Trade events and exhibitions are making a comeback as anyone eagerly anticipating ISE in Barcelona in a few weeks’ time and Infocomm in Las Vegas in June will testify.
Of course there will be concerns about safety. This is never far from the minds of exhibitors and visitors and has been a preoccupation of organisers repeatedly forced to delay events over the last two years.
But after all the waiting, even these concerns won’t squash our enthusiasm for the kind of interaction that cannot be provided by any other activity, and certainly not through screens – face-to-face meetings.
Our industry, like many others, turns on its ability to display innovation and demonstrate solutions on a grand stage. Exhibitions facilitate this, but they also offer time for inter-personal questions, discussions, revelations and decisions.
It might be that as we start to interact again, we find people are not in the same positions they were two years ago. Many have moved or left the industry altogether. Indeed some companies too will be in an entirely different place, and their goals may have shifted.
Being at ISE, in a new venue and a new city, will require more than a little adjustment. As well as reinforcing old connections and catching up, there will be unforeseen opportunities to make the most of and quite possibly caution where previously it just didn’t exist.
These are the new post-pandemic hurdles that will have to be climbed as we and everyone else exhibiting at ISE determines whether they need to adopt new strategies or whether they are still moving down the right track.

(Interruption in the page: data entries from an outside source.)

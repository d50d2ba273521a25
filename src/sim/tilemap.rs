//! Sparse tile index
//!
//! Two tile populations share one map:
//! - grid tiles, one per cell, keyed by truncated grid coordinates
//! - off-grid tiles, a plain list of freely positioned decor and markers
//!
//! Grid tiles live in a `BTreeMap` so every scan over them (extraction,
//! auto-tiling, saving) runs in the same order on every run.

use std::collections::BTreeMap;

use glam::{IVec2, Vec2};
use serde::{Deserialize, Serialize};

use super::assets::{AssetCatalog, RenderContext};
use super::rect::Rect;
use crate::consts::{AUTOTILE_TYPES, NEIGHBOR_OFFSETS, TILE_SIZE};
use crate::{is_physics_tile, to_grid};

/// A placed tile
#[derive(Debug, Clone, PartialEq, Serialize, Deserialize)]
pub struct Tile {
    /// Position in grid units (fractional for off-grid tiles)
    pub pos: Vec2,
    /// Index into the asset's image list
    pub variant: usize,
    /// Asset group tag ("grass", "stone", "spawners", ...)
    #[serde(rename = "type")]
    pub kind: String,
}

impl Tile {
    pub fn new(kind: impl Into<String>, variant: usize, pos: Vec2) -> Self {
        Self {
            pos,
            variant,
            kind: kind.into(),
        }
    }

    /// Grid cell this tile occupies
    #[inline]
    pub fn cell(&self) -> (i32, i32) {
        grid_key(self.pos)
    }

    pub fn matches(&self, kind: &str, variant: usize) -> bool {
        self.kind == kind && self.variant == variant
    }
}

/// Map key for a grid position (components truncated toward zero)
#[inline]
pub fn grid_key(grid_pos: Vec2) -> (i32, i32) {
    (grid_pos.x as i32, grid_pos.y as i32)
}

const RIGHT: u8 = 1;
const LEFT: u8 = 2;
const UP: u8 = 4;
const DOWN: u8 = 8;

/// 4-neighbour shifts and their bit in a neighbour mask
const AUTOTILE_SHIFTS: [((i32, i32), u8); 4] =
    [((1, 0), RIGHT), ((-1, 0), LEFT), ((0, -1), UP), ((0, 1), DOWN)];

/// Auto-tile variant for a mask of same-type neighbours
fn autotile_variant(mask: u8) -> Option<usize> {
    match mask {
        m if m == RIGHT | DOWN => Some(0),
        m if m == RIGHT | DOWN | LEFT => Some(1),
        m if m == LEFT | DOWN => Some(2),
        m if m == LEFT | UP | DOWN => Some(3),
        m if m == LEFT | UP => Some(4),
        m if m == LEFT | UP | RIGHT => Some(5),
        m if m == RIGHT | UP => Some(6),
        m if m == RIGHT | UP | DOWN => Some(7),
        m if m == RIGHT | LEFT | UP | DOWN => Some(8),
        _ => None,
    }
}

/// The tile index shared by every entity and spawner
#[derive(Debug, Clone, PartialEq)]
pub struct TileMap {
    pub tile_size: i32,
    tiles: BTreeMap<(i32, i32), Tile>,
    offgrid: Vec<Tile>,
}

impl Default for TileMap {
    fn default() -> Self {
        Self::new(TILE_SIZE)
    }
}

impl TileMap {
    pub fn new(tile_size: i32) -> Self {
        assert!(tile_size > 0, "tile size must be positive");
        Self {
            tile_size,
            tiles: BTreeMap::new(),
            offgrid: Vec::new(),
        }
    }

    /// Insert a grid tile, replacing whatever occupied its cell
    pub fn set_tile(&mut self, tile: Tile) {
        self.tiles.insert(tile.cell(), tile);
    }

    /// Remove the grid tile at a grid position (no-op if empty)
    pub fn remove_tile(&mut self, grid_pos: Vec2) -> Option<Tile> {
        self.tiles.remove(&grid_key(grid_pos))
    }

    pub fn tile_at(&self, cell: IVec2) -> Option<&Tile> {
        self.tiles.get(&(cell.x, cell.y))
    }

    pub fn grid_tiles(&self) -> impl Iterator<Item = &Tile> {
        self.tiles.values()
    }

    pub fn offgrid_tiles(&self) -> &[Tile] {
        &self.offgrid
    }

    pub fn grid_len(&self) -> usize {
        self.tiles.len()
    }

    pub fn set_offgrid_tile(&mut self, tile: Tile) {
        self.offgrid.push(tile);
    }

    /// Remove the first off-grid tile at the same position as `tile`
    pub fn remove_offgrid_tile(&mut self, tile: &Tile) -> Option<Tile> {
        let idx = self.offgrid.iter().position(|t| t.pos == tile.pos)?;
        Some(self.offgrid.remove(idx))
    }

    /// Grid tiles in the fixed neighbourhood of a pixel position.
    ///
    /// Cells are probed in `NEIGHBOR_OFFSETS` order; a cell listed twice
    /// yields its tile twice.
    pub fn tiles_around(&self, pixel_pos: Vec2) -> Vec<&Tile> {
        let origin = to_grid(pixel_pos, self.tile_size);
        NEIGHBOR_OFFSETS
            .iter()
            .filter_map(|&(dx, dy)| self.tiles.get(&(origin.x + dx, origin.y + dy)))
            .collect()
    }

    /// Pixel-space rect covering one grid cell
    pub fn cell_rect(&self, grid_pos: Vec2) -> Rect {
        let ts = self.tile_size as f32;
        Rect::new(grid_pos.x * ts, grid_pos.y * ts, ts, ts)
    }

    /// Solid tile rects near a pixel position
    pub fn physics_rects_around(&self, pixel_pos: Vec2) -> Vec<Rect> {
        self.tiles_around(pixel_pos)
            .into_iter()
            .filter(|tile| is_physics_tile(&tile.kind))
            .map(|tile| self.cell_rect(tile.pos))
            .collect()
    }

    /// Whether the single cell containing `pixel_pos` holds a solid tile
    pub fn check_for_solid(&self, pixel_pos: Vec2) -> bool {
        self.tile_at(to_grid(pixel_pos, self.tile_size))
            .is_some_and(|tile| is_physics_tile(&tile.kind))
    }

    /// Collect tiles matching any `(type, variant)` pair.
    ///
    /// For each pair, off-grid matches come first (positions untouched), then
    /// grid matches in cell order with positions converted to pixels. With
    /// `keep == false` every match is removed from the map.
    pub fn extract(&mut self, pairs: &[(&str, usize)], keep: bool) -> Vec<Tile> {
        let ts = self.tile_size as f32;
        let mut matches = Vec::new();

        for &(kind, variant) in pairs {
            matches.extend(
                self.offgrid
                    .iter()
                    .filter(|t| t.matches(kind, variant))
                    .cloned(),
            );
            if !keep {
                self.offgrid.retain(|t| !t.matches(kind, variant));
            }

            let grid_hits: Vec<(i32, i32)> = self
                .tiles
                .iter()
                .filter(|(_, t)| t.matches(kind, variant))
                .map(|(key, _)| *key)
                .collect();
            for key in grid_hits {
                let tile = if keep {
                    self.tiles.get(&key).cloned()
                } else {
                    self.tiles.remove(&key)
                };
                if let Some(mut tile) = tile {
                    tile.pos *= ts;
                    matches.push(tile);
                }
            }
        }

        matches
    }

    /// Pick variants for auto-tiled types from their same-type neighbours
    pub fn auto_tile(&mut self) {
        let updates: Vec<((i32, i32), usize)> = self
            .tiles
            .iter()
            .filter(|(_, tile)| AUTOTILE_TYPES.contains(&tile.kind.as_str()))
            .filter_map(|(&(x, y), tile)| {
                let mask = AUTOTILE_SHIFTS
                    .iter()
                    .filter(|((dx, dy), _)| {
                        self.tiles
                            .get(&(x + dx, y + dy))
                            .is_some_and(|other| other.kind == tile.kind)
                    })
                    .fold(0u8, |mask, (_, bit)| mask | *bit);
                autotile_variant(mask).map(|variant| ((x, y), variant))
            })
            .collect();

        for (key, variant) in updates {
            if let Some(tile) = self.tiles.get_mut(&key) {
                tile.variant = variant;
            }
        }
    }

    /// Tiles the host should draw in a given context (off-grid first)
    pub fn visible_tiles<'a>(
        &'a self,
        context: RenderContext,
        catalog: &'a AssetCatalog,
    ) -> impl Iterator<Item = &'a Tile> + 'a {
        self.offgrid
            .iter()
            .chain(self.tiles.values())
            .filter(move |tile| catalog.should_render(&tile.kind, context))
    }
}
//! Save/load of level data
//!
//! Features:
//! - JSON map document (`tile_size`, `tilemap` keyed by "x;y", `offgrid_tiles`)
//! - Accepts the capitalised field spelling written by older editors
//! - Asset catalog documents
//!
//! A failed load never yields a partial map.

use std::collections::BTreeMap;
use std::fs;
use std::path::{Path, PathBuf};

use glam::Vec2;
use serde::de::DeserializeOwned;
use serde::{Deserialize, Deserializer, Serialize};
use thiserror::Error;

use crate::sim::assets::AssetCatalog;
use crate::sim::tilemap::{Tile, TileMap};

/// Persistence errors
#[derive(Debug, Error)]
pub enum MapError {
    /// File could not be read or written
    #[error("I/O error on {}: {}", .path.display(), .source)]
    Io {
        path: PathBuf,
        #[source]
        source: std::io::Error,
    },
    /// File contents are not a valid document
    #[error("failed to parse {}: {}", .path.display(), .source)]
    Parse {
        path: PathBuf,
        #[source]
        source: serde_json::Error,
    },
    /// Document could not be encoded
    #[error("failed to encode document: {0}")]
    Encode(#[source] serde_json::Error),
    /// Grid key is not of the form "x;y"
    #[error("invalid tile key '{0}' (expected \"x;y\")")]
    InvalidKey(String),
    /// Tile size is zero, negative or too large
    #[error("invalid tile size {0}")]
    InvalidTileSize(i64),
}

/// Read and decode a JSON document
pub fn read_json<T: DeserializeOwned>(path: &Path) -> Result<T, MapError> {
    let text = fs::read_to_string(path).map_err(|source| MapError::Io {
        path: path.to_path_buf(),
        source,
    })?;
    serde_json::from_str(&text).map_err(|source| MapError::Parse {
        path: path.to_path_buf(),
        source,
    })
}

/// Encode and write a JSON document, creating the file if needed
pub fn write_json<T: Serialize>(path: &Path, value: &T) -> Result<(), MapError> {
    let text = serde_json::to_string_pretty(value).map_err(MapError::Encode)?;
    fs::write(path, text).map_err(|source| MapError::Io {
        path: path.to_path_buf(),
        source,
    })
}

/// Treat an explicit `null` like a missing field
fn null_as_default<'de, D, T>(deserializer: D) -> Result<T, D::Error>
where
    D: Deserializer<'de>,
    T: Default + Deserialize<'de>,
{
    Ok(Option::<T>::deserialize(deserializer)?.unwrap_or_default())
}

/// Positions appear either as `[x, y]` or as `{"X": x, "Y": y}`
#[derive(Deserialize)]
#[serde(untagged)]
enum PosRepr {
    Pair([f32; 2]),
    Named {
        #[serde(alias = "X")]
        x: f32,
        #[serde(alias = "Y")]
        y: f32,
    },
}

fn deserialize_pos<'de, D>(deserializer: D) -> Result<[f32; 2], D::Error>
where
    D: Deserializer<'de>,
{
    Ok(match PosRepr::deserialize(deserializer)? {
        PosRepr::Pair(pair) => pair,
        PosRepr::Named { x, y } => [x, y],
    })
}

#[derive(Debug, Serialize, Deserialize)]
struct TileRecord {
    #[serde(rename = "type", alias = "Type")]
    kind: String,
    #[serde(alias = "Variant")]
    variant: usize,
    #[serde(alias = "Position", deserialize_with = "deserialize_pos")]
    pos: [f32; 2],
}

impl From<&Tile> for TileRecord {
    fn from(tile: &Tile) -> Self {
        Self {
            kind: tile.kind.clone(),
            variant: tile.variant,
            pos: [tile.pos.x, tile.pos.y],
        }
    }
}

impl From<TileRecord> for Tile {
    fn from(record: TileRecord) -> Self {
        Tile::new(record.kind, record.variant, Vec2::from(record.pos))
    }
}

#[derive(Debug, Serialize, Deserialize)]
struct MapDocument {
    #[serde(alias = "TileSize")]
    tile_size: i64,
    #[serde(rename = "tilemap", alias = "Tiles", default, deserialize_with = "null_as_default")]
    tiles: BTreeMap<String, TileRecord>,
    #[serde(
        rename = "offgrid_tiles",
        alias = "OffGridTiles",
        default,
        deserialize_with = "null_as_default"
    )]
    offgrid: Vec<TileRecord>,
}

/// Parse a "x;y" grid key
pub fn parse_key(key: &str) -> Result<(i32, i32), MapError> {
    let invalid = || MapError::InvalidKey(key.to_string());
    let (x, y) = key.split_once(';').ok_or_else(invalid)?;
    let x = x.trim().parse().map_err(|_| invalid())?;
    let y = y.trim().parse().map_err(|_| invalid())?;
    Ok((x, y))
}

/// Format a grid cell as a "x;y" key
pub fn format_key((x, y): (i32, i32)) -> String {
    format!("{x};{y}")
}

impl MapDocument {
    fn into_tilemap(self) -> Result<TileMap, MapError> {
        let tile_size = i32::try_from(self.tile_size)
            .ok()
            .filter(|ts| *ts > 0)
            .ok_or(MapError::InvalidTileSize(self.tile_size))?;

        let mut map = TileMap::new(tile_size);
        for (key, record) in self.tiles {
            let cell = parse_key(&key)?;
            let tile = Tile::from(record);
            if tile.cell() != cell {
                log::warn!(
                    "Tile key '{}' disagrees with its position {:?}; using the position",
                    key,
                    tile.pos
                );
            }
            map.set_tile(tile);
        }
        for record in self.offgrid {
            map.set_offgrid_tile(record.into());
        }
        Ok(map)
    }

    fn from_tilemap(map: &TileMap) -> Self {
        Self {
            tile_size: map.tile_size as i64,
            tiles: map
                .grid_tiles()
                .map(|tile| (format_key(tile.cell()), TileRecord::from(tile)))
                .collect(),
            offgrid: map.offgrid_tiles().iter().map(TileRecord::from).collect(),
        }
    }
}

/// Load a tile map document
pub fn load_map(path: impl AsRef<Path>) -> Result<TileMap, MapError> {
    let path = path.as_ref();
    let doc: MapDocument = read_json(path)?;
    let map = doc.into_tilemap()?;
    log::info!(
        "Loaded map {} ({} grid tiles, {} off-grid tiles, tile size {})",
        path.display(),
        map.grid_len(),
        map.offgrid_tiles().len(),
        map.tile_size
    );
    Ok(map)
}

/// Save a tile map document, creating the file if absent
pub fn save_map(map: &TileMap, path: impl AsRef<Path>) -> Result<(), MapError> {
    let path = path.as_ref();
    write_json(path, &MapDocument::from_tilemap(map))?;
    log::info!("Saved map {} ({} grid tiles)", path.display(), map.grid_len());
    Ok(())
}

/// Load an asset catalog document
pub fn load_catalog(path: impl AsRef<Path>) -> Result<AssetCatalog, MapError> {
    let catalog: AssetCatalog = read_json(path.as_ref())?;
    log::info!(
        "Loaded asset catalog {} ({} keys)",
        path.as_ref().display(),
        catalog.assets.len()
    );
    Ok(catalog)
}

pub fn save_catalog(catalog: &AssetCatalog, path: impl AsRef<Path>) -> Result<(), MapError> {
    write_json(path.as_ref(), catalog)
}

#[cfg(test)]
mod tests {
    use super::*;
    use glam::IVec2;
    use std::io::Write;
    use tempfile::{NamedTempFile, TempDir};

    fn sample_map() -> TileMap {
        let mut map = TileMap::new(16);
        map.set_tile(Tile::new("grass", 1, Vec2::new(3.0, 4.0)));
        map.set_tile(Tile::new("stone", 0, Vec2::new(-2.0, 9.0)));
        map.set_offgrid_tile(Tile::new("large_decor", 2, Vec2::new(4.5, 1.25)));
        map
    }

    #[test]
    fn test_save_and_load_map() {
        let dir = TempDir::new().unwrap();
        let path = dir.path().join("0.json");
        let map = sample_map();

        save_map(&map, &path).unwrap();
        let loaded = load_map(&path).unwrap();

        assert_eq!(loaded, map);
    }

    #[test]
    fn test_saved_document_layout() {
        let dir = TempDir::new().unwrap();
        let path = dir.path().join("map.json");
        save_map(&sample_map(), &path).unwrap();

        let value: serde_json::Value =
            serde_json::from_str(&fs::read_to_string(&path).unwrap()).unwrap();
        assert_eq!(value["tile_size"], 16);
        assert_eq!(value["tilemap"]["3;4"]["type"], "grass");
        assert_eq!(value["tilemap"]["-2;9"]["pos"][0], -2.0);
        assert_eq!(value["offgrid_tiles"][0]["variant"], 2);
    }

    #[test]
    fn test_load_capitalised_document() {
        let mut file = NamedTempFile::new().unwrap();
        write!(
            file,
            r#"{{
                "TileSize": 16,
                "Tiles": {{"10;5": {{"Position": {{"X": 10, "Y": 5}}, "Variant": 0, "Type": "stone"}}}},
                "OffGridTiles": null
            }}"#
        )
        .unwrap();

        let map = load_map(file.path()).unwrap();
        assert_eq!(map.tile_at(IVec2::new(10, 5)).unwrap().kind, "stone");
        assert!(map.offgrid_tiles().is_empty());
    }

    #[test]
    fn test_mismatched_key_uses_tile_position() {
        let mut file = NamedTempFile::new().unwrap();
        write!(
            file,
            r#"{{"tile_size": 16, "tilemap": {{"0;0": {{"type": "grass", "variant": 0, "pos": [7, 8]}}}}, "offgrid_tiles": []}}"#
        )
        .unwrap();

        let map = load_map(file.path()).unwrap();
        assert!(map.tile_at(IVec2::new(0, 0)).is_none());
        assert!(map.tile_at(IVec2::new(7, 8)).is_some());
    }

    #[test]
    fn test_missing_file_is_io_error() {
        let err = load_map("/no/such/dir/map.json").unwrap_err();
        assert!(matches!(err, MapError::Io { .. }));
    }

    #[test]
    fn test_malformed_file_is_parse_error() {
        let mut file = NamedTempFile::new().unwrap();
        writeln!(file, "not a map").unwrap();
        let err = load_map(file.path()).unwrap_err();
        assert!(matches!(err, MapError::Parse { .. }));
    }

    #[test]
    fn test_bad_key_and_tile_size_rejected() {
        let mut file = NamedTempFile::new().unwrap();
        write!(
            file,
            r#"{{"tile_size": 16, "tilemap": {{"abc": {{"type": "grass", "variant": 0, "pos": [1, 1]}}}}}}"#
        )
        .unwrap();
        assert!(matches!(load_map(file.path()), Err(MapError::InvalidKey(_))));

        let mut file = NamedTempFile::new().unwrap();
        write!(file, r#"{{"tile_size": 0, "tilemap": {{}}, "offgrid_tiles": []}}"#).unwrap();
        assert!(matches!(load_map(file.path()), Err(MapError::InvalidTileSize(0))));
    }

    #[test]
    fn test_save_to_unwritable_path_fails() {
        let err = save_map(&sample_map(), "/no/such/dir/map.json").unwrap_err();
        assert!(matches!(err, MapError::Io { .. }));
    }

    #[test]
    fn test_catalog_round_trips_render_flags() {
        let dir = TempDir::new().unwrap();
        let path = dir.path().join("assets.json");
        let catalog = AssetCatalog::default();
        save_catalog(&catalog, &path).unwrap();
        let loaded = load_catalog(&path).unwrap();
        assert_eq!(loaded, catalog);
        assert!(!loaded.get("spawners").render_in_game);
    }

    #[test]
    fn test_parse_key() {
        assert_eq!(parse_key("3;-4").unwrap(), (3, -4));
        assert!(parse_key("3,4").is_err());
        assert!(parse_key("3;x").is_err());
        assert_eq!(format_key((-1, 2)), "-1;2");
    }
}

By being forced apart from each other, it will undoubtedly be the human element of returning to exhibitions that is most rewarding: the ease with which we will communicate with visitors on our stands benefiting from a wealth of non-verbal cues; the time and space for informal, but often valuable, small talk; the interesting insights from a quick drink with an old colleague at the bar and the myriad opportunities to demonstrate exactly the solution that a visitor is looking for.
We are social animals after all, and exhibitions like ISE and Infocomm are so much more than just forums for information or static displays. Since networking lies at the heart of successful events and makes them worth all the effort, and the expense, it is perhaps no surprise that just this week we have heard that customers from India are planning to travel to Barcelona, and customers from Australia are making the trip to Las Vegas. This year in particular, being involved carries with it an extra special frisson of excitement and anticipation.